I have been blogging regularly about the issue of Value and Knowledge Management, and also how Communities of Practice can take the initiative in determining value, and in setting their own targets.
Here's a story of how one KM Community leader helped define that value in a very graphic form. The story was told to me by my friend Johnny, who was at one time the leader of a highly successful Community of Practice in the Oil Refining sector. The great thing about Johnny's story is that way that the Community were able to personalise their target - to personalise, and make an enemy, of the waste in the production process which the CoP could reduce through knowledge-sharing.
"It is always a hard one - to wrestle with the value that a community can deliver. It is very difficult to measure somehow. In some ways you just know instinctively that it has made a difference, but to actually pin a monetary value on it, is sometimes very very difficult.
"However, we recognised that in the operating area, there was money disappearing. Every year, while the plants are running, we say "this plant could have run better - we could have got more out of this asset". So we have lost money somewhere along the line. We like to spin it around, and say that it is money that has gone to The Phantom. It has disappeared, you can't recover it. So we need to go after this Phantom Money.

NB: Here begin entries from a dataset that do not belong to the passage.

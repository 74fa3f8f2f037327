//! # turnstile-lifecycle
//!
//! **Ticket lifecycle**: the state machine, the interfaces to the ledger and
//! key custody, and the orchestrator that runs one transition at a time.
//!
//! ## Architecture
//!
//! ```text
//! caller ─▶ Orchestrator
//!             ├─ planner        precondition check, batch composition
//!             ├─ LedgerClient   submit(batch, signer) → ExecutionReport
//!             ├─ extract        report → TypedEffects
//!             └─ Reconciler     settlement checks (purchases)
//! ```
//!
//! Concurrency is the caller's business: independent submissions may run in
//! parallel, and racing transitions on one asset are serialised by the ledger.

pub mod funding;
pub mod ledger;
pub mod logging;
pub mod orchestrator;
pub mod planner;
pub mod signer;

pub use funding::wait_for_balance;
pub use ledger::{LedgerClient, ReportOptions, Signature, Signer};
pub use logging::init_tracing;
pub use orchestrator::{
    Orchestrator, PurchaseOrder, PurchaseReceipt, TransitionReceipt, TransitionResult,
};
pub use planner::{
    EscrowHandle, NewEvent, TransitionPlan, plan_buy_and_approve, plan_check_in,
    plan_create_class, plan_create_escrow, plan_create_event, plan_list, plan_mint,
};
pub use signer::Ed25519Signer;
//! Tracing subscriber initialisation.
//!
//! The filter honours `RUST_LOG`; when it is unset the configured level is
//! used (e.g. `"info"` or `"debug,turnstile_effects=trace"`). Library code
//! only emits events and never calls this itself.

use tracing_subscriber::{EnvFilter, fmt, layer::SubscriberExt, util::SubscriberInitExt};
use turnstile_types::{LogFormat, LoggingConfig, Result, TurnstileError};

/// Install the global subscriber.
///
/// # Errors
/// Returns [`TurnstileError::Configuration`] if the level does not parse or
/// a global subscriber is already installed.
pub fn init_tracing(config: &LoggingConfig) -> Result<()> {
    let filter = match EnvFilter::try_from_default_env() {
        Ok(filter) => filter,
        Err(_) => EnvFilter::try_new(&config.level).map_err(|e| {
            TurnstileError::Configuration(format!("invalid log level {:?}: {e}", config.level))
        })?,
    };

    let installed = match config.format {
        LogFormat::Human => tracing_subscriber::registry()
            .with(filter)
            .with(fmt::layer().with_target(true))
            .try_init(),
        LogFormat::Json => tracing_subscriber::registry()
            .with(filter)
            .with(fmt::layer().json().with_target(true))
            .try_init(),
    };
    installed.map_err(|e| TurnstileError::Configuration(format!("tracing already initialised: {e}")))
}
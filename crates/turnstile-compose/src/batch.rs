//! Atomic batch composition with typed argument binding.
//!
//! A [`Batch`] is an ordered list of [`Operation`]s that the ledger executes
//! all-or-nothing. Arguments are either literals or references to outputs of
//! *earlier* operations in the same batch. References are resolved while
//! the batch is being built, never at submission time:
//!
//! - a reference to an operation that is not strictly earlier fails,
//! - a reference to an output index the operation does not produce fails,
//! - a reference to an output that was already moved fails.
//!
//! All three raise [`TurnstileError::UnresolvedReference`]. Composition has
//! no side effects; nothing touches the network until the batch is submitted.

use std::collections::HashSet;

use serde::{Deserialize, Serialize};
use sha2::{Digest, Sha256};
use turnstile_types::{Address, BatchDigest, ObjectId, Result, TurnstileError, constants};

/// A literal argument. Monetary amounts are always integer minor units.
#[derive(Debug, Clone, PartialEq, Eq, Hash, Serialize, Deserialize)]
#[serde(rename_all = "camelCase")]
pub enum PureValue {
    U64(u64),
    Bool(bool),
    String(String),
    Address(Address),
    Id(ObjectId),
}

/// The `output`-th value produced by operation `operation` of the same batch.
#[derive(Debug, Clone, Copy, PartialEq, Eq, Hash, Ord, PartialOrd, Serialize, Deserialize)]
pub struct ValueRef {
    pub operation: usize,
    pub output: usize,
}

/// One argument binding.
#[derive(Debug, Clone, PartialEq, Eq, Hash, Serialize, Deserialize)]
#[serde(rename_all = "camelCase")]
pub enum Argument {
    Pure(PureValue),
    /// An existing ledger object passed by id.
    Object(ObjectId),
    /// The sender's gas coin.
    GasCoin,
    /// Consume an earlier output. It cannot be referenced again.
    Move(ValueRef),
    /// Use an earlier output by reference, leaving it available.
    Borrow(ValueRef),
}

impl Argument {
    #[must_use]
    pub fn u64(value: u64) -> Self {
        Self::Pure(PureValue::U64(value))
    }

    #[must_use]
    pub fn string(value: impl Into<String>) -> Self {
        Self::Pure(PureValue::String(value.into()))
    }

    #[must_use]
    pub fn address(value: Address) -> Self {
        Self::Pure(PureValue::Address(value))
    }

    #[must_use]
    pub fn id(value: ObjectId) -> Self {
        Self::Pure(PureValue::Id(value))
    }

    /// The output this argument refers to, if any.
    #[must_use]
    pub fn value_ref(&self) -> Option<ValueRef> {
        match self {
            Self::Move(r) | Self::Borrow(r) => Some(*r),
            _ => None,
        }
    }
}

/// What an operation invokes.
#[derive(Debug, Clone, PartialEq, Eq, Hash, Serialize, Deserialize)]
#[serde(rename_all = "camelCase")]
pub enum Target {
    /// A package function, fully qualified (`package::module::function`).
    Call(String),
    /// Split fresh coins off a source coin; one output per amount.
    SplitCoins,
    /// Send objects to the address given as the last argument.
    TransferObjects,
}

impl Target {
    #[must_use]
    pub fn is_call_to(&self, target: &str) -> bool {
        matches!(self, Self::Call(t) if t == target)
    }
}

impl std::fmt::Display for Target {
    fn fmt(&self, f: &mut std::fmt::Formatter<'_>) -> std::fmt::Result {
        match self {
            Self::Call(t) => f.write_str(t),
            Self::SplitCoins => write!(f, "<split_coins>"),
            Self::TransferObjects => write!(f, "<transfer_objects>"),
        }
    }
}

/// One operation descriptor: `{target, typeArguments[], arguments[]}` plus
/// the number of outputs it yields.
#[derive(Debug, Clone, PartialEq, Eq, Hash, Serialize, Deserialize)]
#[serde(rename_all = "camelCase")]
pub struct Operation {
    pub target: Target,
    #[serde(default)]
    pub type_arguments: Vec<String>,
    #[serde(default)]
    pub arguments: Vec<Argument>,
    #[serde(default)]
    pub outputs: usize,
}
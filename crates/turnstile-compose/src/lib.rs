//! # turnstile-compose
//!
//! **Transaction Composer**: turns typed operation descriptors into one
//! atomic, validated [`Batch`], and sequences escrow purchases so that the
//! transfer policy is always confirmed before the asset moves.
//!
//! ## Flow
//!
//! ```text
//! Operation descriptors → BatchBuilder.push() (reference resolution)
//!     → BatchBuilder.finish() → Batch { operations, gas_budget, digest }
//!
//! PurchaseRequest → PurchaseBatchBuilder: withdraw → confirm → transfer → finish
//! ```
//!
//! Composition is pure data assembly: nothing here talks to a ledger.

pub mod batch;
pub mod purchase;

pub use batch::{Argument, Batch, BatchBuilder, OpHandle, Operation, PureValue, Target, ValueRef, compose};
pub use purchase::{
    PurchaseBatchBuilder, PurchaseRequest, build_purchase_batch, verify_purchase_shape,
};
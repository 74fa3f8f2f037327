//! # turnstile-types
//!
//! Shared types, errors, and configuration for the **Turnstile** ticket
//! lifecycle engine.
//!
//! This crate is the leaf dependency of the workspace; every other crate
//! depends on it. It defines:
//!
//! - **Identifiers**: [`ObjectId`], [`Address`], [`BatchDigest`]
//! - **Ticket model**: [`Event`], [`TicketClass`], [`Ticket`], [`TicketState`], [`Transition`]
//! - **Raw report model**: [`ExecutionReport`], [`ExecutionStatus`], [`ObjectChange`], [`BalanceChange`], [`Owner`]
//! - **Configuration**: [`ProtocolConfig`], [`RoyaltyConfig`], [`RetryPolicy`], [`LoggingConfig`]
//! - **Errors**: [`TurnstileError`] with `TS_ERR_` prefix codes, [`TransitionError`]
//! - **Constants**: package function names and defaults

pub mod config;
pub mod constants;
pub mod error;
pub mod ids;
pub mod report;
pub mod ticket;

pub use config::*;
pub use error::*;
pub use ids::*;
pub use report::*;
pub use ticket::*;

// Constants are accessed via `turnstile_types::constants::FOO`
// (not re-exported to avoid name collisions).
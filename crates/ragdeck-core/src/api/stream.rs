//! Decoding of streamed query answers.
//!
//! The chunk framing is a contract negotiated with the backend, so it is
//! configured rather than sniffed:
//!
//! - `raw`: every body frame received from the transport is one chunk.
//! - `ndjson`: one JSON object per line, text in `response` (or `data`/`chunk`),
//!   failures in `error`.

use std::fmt;
use std::str::FromStr;

use serde::{Deserialize, Serialize};
use serde_json::Value;

use super::ApiError;

const NDJSON_TEXT_KEYS: &[&str] = &["response", "data", "chunk"];

/// How a streamed body is cut into chunks.
#[derive(Debug, Clone, Copy, PartialEq, Eq, Default, Serialize, Deserialize)]
#[serde(rename_all = "lowercase")]
pub enum StreamFraming {
    #[default]
    Raw,
    Ndjson,
}

impl fmt::Display for StreamFraming {
    fn fmt(&self, f: &mut fmt::Formatter<'_>) -> fmt::Result {
        match self {
            Self::Raw => f.write_str("raw"),
            Self::Ndjson => f.write_str("ndjson"),
        }
    }
}

impl FromStr for StreamFraming {
    type Err = String;

    fn from_str(s: &str) -> Result<Self, Self::Err> {
        match s.trim().to_ascii_lowercase().as_str() {
            "raw" | "text" => Ok(Self::Raw),
            "ndjson" | "jsonl" => Ok(Self::Ndjson),
            other => Err(format!("unknown stream framing: {other}")),
        }
    }
}

/// Incremental decoder from transport frames to text chunks.
///
/// Bytes of a UTF-8 character split across two frames are carried over to
/// the next frame instead of being replaced.
#[derive(Debug)]
pub struct ChunkDecoder {
    framing: StreamFraming,
    pending: Vec<u8>,
    line_buffer: String,
}

impl ChunkDecoder {
    pub fn new(framing: StreamFraming) -> Self {
        Self {
            framing,
            pending: Vec::new(),
            line_buffer: String::new(),
        }
    }

    /// Feed one transport frame; returns the chunks it completes.
    pub fn push(&mut self, frame: &[u8]) -> Result<Vec<String>, ApiError> {
        self.pending.extend_from_slice(frame);
        let text = self.take_utf8();

        match self.framing {
            StreamFraming::Raw => Ok(if text.is_empty() { vec![] } else { vec![text] }),
            StreamFraming::Ndjson => {
                self.line_buffer.push_str(&text);
                let mut chunks = Vec::new();
                while let Some(pos) = self.line_buffer.find('\n') {
                    let line: String = self.line_buffer.drain(..=pos).collect();
                    if let Some(chunk) = parse_ndjson_line(&line)? {
                        chunks.push(chunk);
                    }
                }
                Ok(chunks)
            }
        }
    }

    /// Flush whatever is left once the body has ended.
    pub fn finish(&mut self) -> Result<Vec<String>, ApiError> {
        let tail = String::from_utf8_lossy(&std::mem::take(&mut self.pending)).into_owned();

        match self.framing {
            StreamFraming::Raw => Ok(if tail.is_empty() { vec![] } else { vec![tail] }),
            StreamFraming::Ndjson => {
                self.line_buffer.push_str(&tail);
                let line = std::mem::take(&mut self.line_buffer);
                Ok(parse_ndjson_line(&line)?.into_iter().collect())
            }
        }
    }

    /// Decode the longest valid UTF-8 prefix of the pending bytes.
    fn take_utf8(&mut self) -> String {
        match std::str::from_utf8(&self.pending) {
            Ok(text) => {
                let text = text.to_string();
                self.pending.clear();
                text
            }
            // Incomplete sequence at the end: keep it for the next frame.
            Err(e) if e.error_len().is_none() => {
                let valid = e.valid_up_to();
                let rest = self.pending.split_off(valid);
                let text = String::from_utf8_lossy(&self.pending).into_owned();
                self.pending = rest;
                text
            }
            Err(_) => {
                let text = String::from_utf8_lossy(&self.pending).into_owned();
                self.pending.clear();
                text
            }
        }
    }
}

fn parse_ndjson_line(line: &str) -> Result<Option<String>, ApiError> {
    let line = line.trim();
    if line.is_empty() {
        return Ok(None);
    }

    let value: Value = serde_json::from_str(line)
        .map_err(|e| ApiError::Parse(format!("invalid stream line {line:?}: {e}")))?;

    if let Some(error) = value.get("error").filter(|v| !v.is_null()) {
        let message = error
            .as_str()
            .map(str::to_string)
            .unwrap_or_else(|| error.to_string());
        return Err(ApiError::Backend(message));
    }

    Ok(NDJSON_TEXT_KEYS
        .iter()
        .find_map(|key| value.get(*key).and_then(Value::as_str))
        .filter(|text| !text.is_empty())
        .map(str::to_string))
}
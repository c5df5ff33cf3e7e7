//! Knowledge graph model, styling, layout and view lifecycle.

mod adapter;
mod layout;
mod models;
mod view;

pub use adapter::{
    adapt, AdaptedGraph, AdapterOptions, EdgeColor, Font, NodeColor, Palette, Smooth, Theme,
    VisEdge, VisNode,
};
pub use layout::{Bounds, ForceLayout, Vec2};
pub use models::{GraphData, GraphEdge, GraphNode};
pub use view::{NetworkView, PlacedEdge, PlacedNode, ViewError, ViewState, Viewport};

"One of the tools that we have in the Community tool box is "Capturing The Phantom". We actually go after the drips and the bits and pieces like that. And shared learning is very important. If you can capture what people have done before you, you can get enormous value from that. We can start to measure that less and less money is going to The Phantom.
"People understand what The Phantom is, and they also understand that we can maybe capture The Phantom, but if we take our eye off it, The Phantom will come back. The Phantom will always come back!"